Currently I'm following the recommended directions for installing the Calico through the tigera-operator helm chart, https://docs.aws.amazon.com/eks/latest/userguide/calico.html. However, given that the the operator itself and Calico have CRDs (that are within the special crds helm directory) and that helm does not apply any updates to CRDs, what is the recommended way to have the CRDs get updated?

Expected Behavior

For Helm chart based deployments, I expect there to be documentation covering how to perform upgrades in particular around the CRDs (or at least what calico recommends).

Current Behavior

Since there is no recommendation from calico, simply doing the helm upgrade to a new chart won't upgrade the CRDs.

Possible Solution

Helm recommends that we have a separate helm chart for just the CRDs https://helm.sh/docs/chart_best_practices/custom_resource_definitions/#method-2-separate-charts , that would get installed first before the tigera-operator helm chart. This approach works nicely as it works with helm based deployments and doesn't require additional tooling.

Another approach would be to use something like flux or argocd to deploy the helm chart with the --skip-crds option and alongside the helm chart release include the raw CRD manifests as part of that deployment.

However, to make the experience streamlined, it would ideally require some support from projectcalico to either create the separate helm chart with crds only / or have only the CRDs published somewhere by version tag.

[lwr20]

Since there is no recommendation from calico

Have you seen this? https://projectcalico.docs.tigera.io/maintenance/kubernetes-upgrade#upgrading-an-installation-that-was-installed-using-helm

Or are you simply saying these upgrade instructions are wrong and will not work?

[lwr20]

However, to make the experience streamlined, it would ideally require some support from projectcalico to either create the separate helm chart with crds only / or have only the CRDs published somewhere by version tag.
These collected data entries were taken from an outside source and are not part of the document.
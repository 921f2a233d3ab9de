use std::sync::Arc;

use anyhow::Context;
use glam::DVec3;
use winit::event::WindowEvent;
use winit::window::Window;

use orbit_core::Camera;

use crate::camera::CameraUniform;

use super::cube::CubeMesh;
use super::depth::{DepthResources, DEPTH_FORMAT};
use super::gui::GuiRenderer;
use super::marker::MarkerMesh;
use super::Vertex;

pub struct Renderer
{
  window: Arc<Window>,
  surface: wgpu::Surface<'static>,
  device: wgpu::Device,
  queue: wgpu::Queue,
  config: wgpu::SurfaceConfiguration,

  depth: DepthResources,
  camera_buffer: wgpu::Buffer,
  camera_bind_group: wgpu::BindGroup,

  mesh_pipeline: wgpu::RenderPipeline,
  line_pipeline: wgpu::RenderPipeline,
  cube: CubeMesh,
  marker: MarkerMesh,

  gui: GuiRenderer,
}

//
// ──────────────────────────────────────────────────────────────
//   Public API
// ──────────────────────────────────────────────────────────────
//

impl Renderer
{
  pub async fn new(window: Arc<Window>) -> anyhow::Result<Self>
  {
    let instance = wgpu::Instance::default();
    let surface = instance.create_surface(window.clone()).context("failed to create surface")?;

    let adapter = request_adapter(&instance, &surface).await?;
    let (device, queue) = request_device(&adapter).await?;

    let config = configure_surface(&window, &surface, &adapter, &device)?;
    let depth = DepthResources::create(&device, &config);

    let (camera_buffer, camera_bind_group, camera_bgl) = create_camera_resources(&device);

    let shader = device.create_shader_module(wgpu::ShaderModuleDescriptor {
      label: Some("Scene Shader"),
      source: wgpu::ShaderSource::Wgsl(include_str!("../shaders/scene.wgsl").into()),
    });

    let mesh_pipeline = create_pipeline(
      &device,
      &config,
      &camera_bgl,
      &shader,
      wgpu::PrimitiveTopology::TriangleList,
    );
    let line_pipeline =
      create_pipeline(&device, &config, &camera_bgl, &shader, wgpu::PrimitiveTopology::LineList);

    let cube = CubeMesh::create(&device);
    let marker = MarkerMesh::create(&device);
    let gui = GuiRenderer::new(&device, config.format, &window);

    log::info!("renderer ready: {}x{} {:?}", config.width, config.height, config.format);

    Ok(Self {
      window,
      surface,
      device,
      queue,
      config,
      depth,
      camera_buffer,
      camera_bind_group,
      mesh_pipeline,
      line_pipeline,
      cube,
      marker,
      gui,
    })
  }

  pub fn resize(&mut self, width: u32, height: u32)
  {
    self.config.width = width;
    self.config.height = height;
    self.surface.configure(&self.device, &self.config);
    self.depth = DepthResources::create(&self.device, &self.config);
  }

  pub fn gui_event(&mut self, window: &Window, event: &WindowEvent) -> egui_winit::EventResponse
  {
    self.gui.on_window_event(window, event)
  }

  pub fn update_camera(&mut self, camera: &Camera, center: DVec3)
  {
    let uniform = CameraUniform::from_camera(camera);
    self.queue.write_buffer(&self.camera_buffer, 0, bytemuck::bytes_of(&uniform));
    self.marker.update(&self.queue, center);
  }

  pub fn render(&mut self, build_ui: impl FnMut(&egui::Context)) -> Result<(), wgpu::SurfaceError>
  {
    let frame = match self.surface.get_current_texture()
    {
      Ok(frame) => frame,
      Err(wgpu::SurfaceError::Lost | wgpu::SurfaceError::Outdated) =>
      {
        self.surface.configure(&self.device, &self.config);
        self.surface.get_current_texture()?
      }
      Err(err) => return Err(err),
    };

    let view = frame.texture.create_view(&wgpu::TextureViewDescriptor::default());

    let mut encoder = self
      .device
      .create_command_encoder(&wgpu::CommandEncoderDescriptor { label: Some("Render Encoder") });

    record_scene_pass(
      &mut encoder,
      &view,
      &self.depth.view,
      &self.mesh_pipeline,
      &self.line_pipeline,
      &self.camera_bind_group,
      &self.cube,
      &self.marker,
    );

    let full_output = self.gui.run(&self.window, build_ui);
    self.gui.render(&self.device, &self.queue, &mut encoder, &self.window, &view, full_output);

    self.queue.submit(Some(encoder.finish()));
    self.window.pre_present_notify();
    frame.present();

    Ok(())
  }
}

//
// ──────────────────────────────────────────────────────────────
//   Initialization Helpers
// ──────────────────────────────────────────────────────────────
//

async fn request_adapter(
  instance: &wgpu::Instance,
  surface: &wgpu::Surface<'_>,
) -> anyhow::Result<wgpu::Adapter>
{
  instance
    .request_adapter(&wgpu::RequestAdapterOptions {
      power_preference: wgpu::PowerPreference::HighPerformance,
      compatible_surface: Some(surface),
      force_fallback_adapter: false,
    })
    .await
    .context("no suitable GPU adapter found")
}

async fn request_device(adapter: &wgpu::Adapter) -> anyhow::Result<(wgpu::Device, wgpu::Queue)>
{
  adapter
    .request_device(&wgpu::DeviceDescriptor { label: Some("Orbit Device"), ..Default::default() })
    .await
    .context("failed to create device")
}

fn configure_surface(
  window: &Window,
  surface: &wgpu::Surface<'_>,
  adapter: &wgpu::Adapter,
  device: &wgpu::Device,
) -> anyhow::Result<wgpu::SurfaceConfiguration>
{
  let size = window.inner_size();
  let config = surface
    .get_default_config(adapter, size.width.max(1), size.height.max(1))
    .context("surface is not supported by the adapter")?;

  surface.configure(device, &config);
  Ok(config)
}

fn create_camera_resources(
  device: &wgpu::Device,
) -> (wgpu::Buffer, wgpu::BindGroup, wgpu::BindGroupLayout)
{
  let camera_buffer = device.create_buffer(&wgpu::BufferDescriptor {
    label: Some("Camera Buffer"),
    size: std::mem::size_of::<CameraUniform>() as u64,
    usage: wgpu::BufferUsages::UNIFORM | wgpu::BufferUsages::COPY_DST,
    mapped_at_creation: false,
  });

  let camera_bgl = device.create_bind_group_layout(&wgpu::BindGroupLayoutDescriptor {
    label: Some("Camera BGL"),
    entries: &[wgpu::BindGroupLayoutEntry {
      binding: 0,
      visibility: wgpu::ShaderStages::VERTEX_FRAGMENT,
      ty: wgpu::BindingType::Buffer {
        ty: wgpu::BufferBindingType::Uniform,
        has_dynamic_offset: false,
        min_binding_size: None,
      },
      count: None,
    }],
  });

  let camera_bind_group = device.create_bind_group(&wgpu::BindGroupDescriptor {
    label: Some("Camera BG"),
    layout: &camera_bgl,
    entries: &[wgpu::BindGroupEntry { binding: 0, resource: camera_buffer.as_entire_binding() }],
  });

  (camera_buffer, camera_bind_group, camera_bgl)
}

fn create_pipeline(
  device: &wgpu::Device,
  config: &wgpu::SurfaceConfiguration,
  camera_bgl: &wgpu::BindGroupLayout,
  shader: &wgpu::ShaderModule,
  topology: wgpu::PrimitiveTopology,
) -> wgpu::RenderPipeline
{
  let layout = device.create_pipeline_layout(&wgpu::PipelineLayoutDescriptor {
    label: Some("Scene Pipeline Layout"),
    bind_group_layouts: &[camera_bgl],
    push_constant_ranges: &[],
  });

  device.create_render_pipeline(&wgpu::RenderPipelineDescriptor {
    label: Some("Scene Pipeline"),
    layout: Some(&layout),
    vertex: wgpu::VertexState {
      module: shader,
      entry_point: Some("vs_main"),
      buffers: &[wgpu::VertexBufferLayout {
        array_stride: std::mem::size_of::<Vertex>() as u64,
        step_mode: wgpu::VertexStepMode::Vertex,
        attributes: &wgpu::vertex_attr_array![
          0 => Float32x3,  // position
          1 => Float32x3,  // colour
        ],
      }],
      compilation_options: wgpu::PipelineCompilationOptions::default(),
    },
    fragment: Some(wgpu::FragmentState {
      module: shader,
      entry_point: Some("fs_main"),
      targets: &[Some(wgpu::ColorTargetState {
        format: config.format,
        blend: Some(wgpu::BlendState::REPLACE),
        write_mask: wgpu::ColorWrites::ALL,
      })],
      compilation_options: wgpu::PipelineCompilationOptions::default(),
    }),
    primitive: wgpu::PrimitiveState { topology, ..Default::default() },
    depth_stencil: Some(wgpu::DepthStencilState {
      format: DEPTH_FORMAT,
      depth_write_enabled: true,
      depth_compare: wgpu::CompareFunction::Less,
      stencil: wgpu::StencilState::default(),
      bias: wgpu::DepthBiasState::default(),
    }),
    multisample: wgpu::MultisampleState::default(),
    multiview: None,
    cache: None,
  })
}

//
// ──────────────────────────────────────────────────────────────
//   Render Pass
// ──────────────────────────────────────────────────────────────
//

fn record_scene_pass(
  encoder: &mut wgpu::CommandEncoder,
  color_view: &wgpu::TextureView,
  depth_view: &wgpu::TextureView,
  mesh_pipeline: &wgpu::RenderPipeline,
  line_pipeline: &wgpu::RenderPipeline,
  camera_bg: &wgpu::BindGroup,
  cube: &CubeMesh,
  marker: &MarkerMesh,
)
{
  let mut pass = encoder.begin_render_pass(&wgpu::RenderPassDescriptor {
    label: Some("Scene Render Pass"),
    color_attachments: &[Some(wgpu::RenderPassColorAttachment {
      view: color_view,
      resolve_target: None,
      ops: wgpu::Operations {
        load: wgpu::LoadOp::Clear(wgpu::Color { r: 0.02, g: 0.02, b: 0.03, a: 1.0 }),
        store: wgpu::StoreOp::Store,
      },
      depth_slice: None,
    })],
    depth_stencil_attachment: Some(wgpu::RenderPassDepthStencilAttachment {
      view: depth_view,
      depth_ops: Some(wgpu::Operations {
        load: wgpu::LoadOp::Clear(1.0),
        store: wgpu::StoreOp::Store,
      }),
      stencil_ops: None,
    }),
    ..Default::default()
  });

  pass.set_bind_group(0, camera_bg, &[]);

  pass.set_pipeline(mesh_pipeline);
  pass.set_vertex_buffer(0, cube.vertex_buffer.slice(..));
  pass.set_index_buffer(cube.index_buffer.slice(..), wgpu::IndexFormat::Uint16);
  pass.draw_indexed(0..cube.index_count, 0, 0..1);

  if marker.vertex_count > 0
  {
    pass.set_pipeline(line_pipeline);
    pass.set_vertex_buffer(0, marker.vertex_buffer.slice(..));
    pass.draw(0..marker.vertex_count, 0..1);
  }
}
@caseydavenport ISTR you had some thoughts along those lines?

[caseydavenport]

Yeah, we need to do better here. The options laid out above are the only ways forward I think. We probably want to move the CRDs out of the chart IMO, and then provide both a manifest and a helm chart to install the CRDs separately.

[Chili-Man]

There might be a third option if there's appetite for it: we could have the tigera-operator fully manage the installation of the calico CRDs as well (the operator CRDs will still need to be installed by helm chart or through manifests). This would further serve the purpose of the operator and allow those CRDs in particular to be fully and automatically managed without concern from the end user, which would be a huge win for upgrades. In order to do this, the tigera-operator would need more RBAC permissions though to manage the CRDs (I don't see that as a big issue since it already has fairly broad cluster-role permissions to begin with)

[caseydavenport]

The operator does actually include that capability today, but it is turned off by default because of the RBAC concerns you mentioned. We could look at turning it on by default, though. Either way I think we will need options, as not everyone will agree on the desired approach.